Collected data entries
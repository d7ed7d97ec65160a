//! Method-body rewrite: splice registration call sequences in front of the
//! trailing `return` of an injection site.
//!
//! Only straight-line tails are rewritten. Inserting in front of the last
//! instruction leaves every earlier byte offset untouched, so branch targets,
//! stack map frames and line numbers stay valid; a frame that pointed at the
//! old `return` now points at the first inserted instruction, which starts
//! with the same (empty) operand stack.

use autoreg_plugin::{CodecError, InjectionSite, ParameterShape, Registration, RegistrationCall};
use ristretto_classfile::attributes::{Attribute, Instruction};
use ristretto_classfile::{ClassFile, MethodAccessFlags};
use tracing::debug;

use crate::codec::{class_name_at, find_method};

const CONSTRUCTOR: &str = "<init>";
const NO_ARG_DESCRIPTOR: &str = "()V";

fn unsupported(site: &InjectionSite, reason: impl Into<String>) -> CodecError {
    CodecError::UnsupportedShape {
        site: site.to_string(),
        reason: reason.into(),
    }
}

fn pool_error(site: &InjectionSite, e: ristretto_classfile::Error) -> CodecError {
    CodecError::Encode(format!("{site}: constant pool update failed: {e:?}"))
}

#[derive(Debug, Clone, Copy, PartialEq, Eq)]
enum Dispatch {
    Static,
    /// `aload_0` receiver, only possible from an instance site.
    Virtual,
}

/// How to invoke `call` from the site. A register method declared by the
/// rewritten class is dispatched according to its own `ACC_STATIC` flag;
/// one declared elsewhere is invoked statically.
fn dispatch_for(
    class: &ClassFile,
    site: &InjectionSite,
    this_class: &str,
    site_is_static: bool,
    call: &RegistrationCall,
) -> Result<Dispatch, CodecError> {
    if call.owner != this_class {
        return Ok(Dispatch::Static);
    }
    let register = InjectionSite {
        class_name: this_class.to_string(),
        method_name: call.method_name.clone(),
        descriptor: call.descriptor.clone(),
    };
    let index = find_method(class, &register)?;
    if class.methods[index]
        .access_flags
        .contains(MethodAccessFlags::STATIC)
    {
        Ok(Dispatch::Static)
    } else if site_is_static {
        Err(unsupported(
            site,
            format!("{register} is an instance method but the site is static"),
        ))
    } else {
        Ok(Dispatch::Virtual)
    }
}

/// Build the call sequences and their peak operand-stack depth.
fn build_sequence(
    class: &mut ClassFile,
    site: &InjectionSite,
    this_class: &str,
    is_static: bool,
    registrations: &[Registration],
) -> Result<(Vec<Instruction>, u16), CodecError> {
    let dispatches = registrations
        .iter()
        .map(|r| dispatch_for(class, site, this_class, is_static, &r.call))
        .collect::<Result<Vec<_>, _>>()?;

    let pool = &mut class.constant_pool;
    let mut sequence = Vec::with_capacity(registrations.len() * 4);
    let mut peak = 0u16;

    for (registration, dispatch) in registrations.iter().zip(dispatches) {
        let call = &registration.call;
        let virtual_dispatch = dispatch == Dispatch::Virtual;

        let owner_index = pool.add_class(&call.owner).map_err(|e| pool_error(site, e))?;
        let register_ref = pool
            .add_method_ref(owner_index, &call.method_name, &call.descriptor)
            .map_err(|e| pool_error(site, e))?;
        let implementer_index = pool
            .add_class(&registration.implementer)
            .map_err(|e| pool_error(site, e))?;

        let mut depth = 0u16;
        if virtual_dispatch {
            sequence.push(Instruction::Aload_0);
            depth += 1;
        }
        match call.parameter {
            ParameterShape::Instance => {
                let constructor = pool
                    .add_method_ref(implementer_index, CONSTRUCTOR, NO_ARG_DESCRIPTOR)
                    .map_err(|e| pool_error(site, e))?;
                sequence.push(Instruction::New(implementer_index));
                sequence.push(Instruction::Dup);
                sequence.push(Instruction::Invokespecial(constructor));
                depth += 2;
            }
            ParameterShape::ClassLiteral => {
                sequence.push(Instruction::Ldc_w(implementer_index));
                depth += 1;
            }
        }
        sequence.push(if virtual_dispatch {
            Instruction::Invokevirtual(register_ref)
        } else {
            Instruction::Invokestatic(register_ref)
        });
        peak = peak.max(depth);
    }

    Ok((sequence, peak))
}

pub(crate) fn append_registrations(
    class: &mut ClassFile,
    site: &InjectionSite,
    registrations: &[Registration],
) -> Result<(), CodecError> {
    if !site.descriptor.ends_with(")V") {
        return Err(unsupported(site, "injection site must return void"));
    }

    let this_class = class_name_at(&class.constant_pool, class.this_class)?;
    if this_class != site.class_name {
        return Err(unsupported(
            site,
            format!("unit declares {this_class}, expected {}", site.class_name),
        ));
    }

    let index = find_method(class, site)?;
    let is_static = class.methods[index]
        .access_flags
        .contains(MethodAccessFlags::STATIC);
    let (sequence, peak) = build_sequence(class, site, &this_class, is_static, registrations)?;
    let inserted = sequence.len();

    let code_attribute = class.methods[index]
        .attributes
        .iter_mut()
        .find_map(|attribute| match attribute {
            Attribute::Code {
                max_stack,
                code,
                exception_table,
                attributes,
                ..
            } => Some((max_stack, code, exception_table, attributes)),
            _ => None,
        });
    let Some((max_stack, code, exception_table, attributes)) = code_attribute else {
        return Err(unsupported(site, "method has no code (abstract or native)"));
    };

    if !exception_table.is_empty() {
        return Err(unsupported(site, "method declares exception handlers"));
    }
    let returns = code
        .iter()
        .filter(|instruction| matches!(instruction, Instruction::Return))
        .count();
    if returns != 1 || !matches!(code.last(), Some(Instruction::Return)) {
        return Err(unsupported(
            site,
            format!("expected a single trailing return, found {returns} return(s)"),
        ));
    }

    let at = code.len() - 1;
    let tail = code.split_off(at);
    code.extend(sequence);
    code.extend(tail);
    *max_stack = (*max_stack).max(peak);
    attributes.retain(|attribute| {
        !matches!(
            attribute,
            Attribute::LocalVariableTable { .. } | Attribute::LocalVariableTypeTable { .. }
        )
    });

    debug!(
        "{}: inserted {} instructions for {} registrations",
        site,
        inserted,
        registrations.len()
    );
    Ok(())
}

> _Task details_
Filter the records for lines containing the word "from" and copy each one.

> _Solution to this exercise_
    /// `aload_0` receiver, only possible from an instance site.
/// How to invoke `call` from the site. A register method declared by the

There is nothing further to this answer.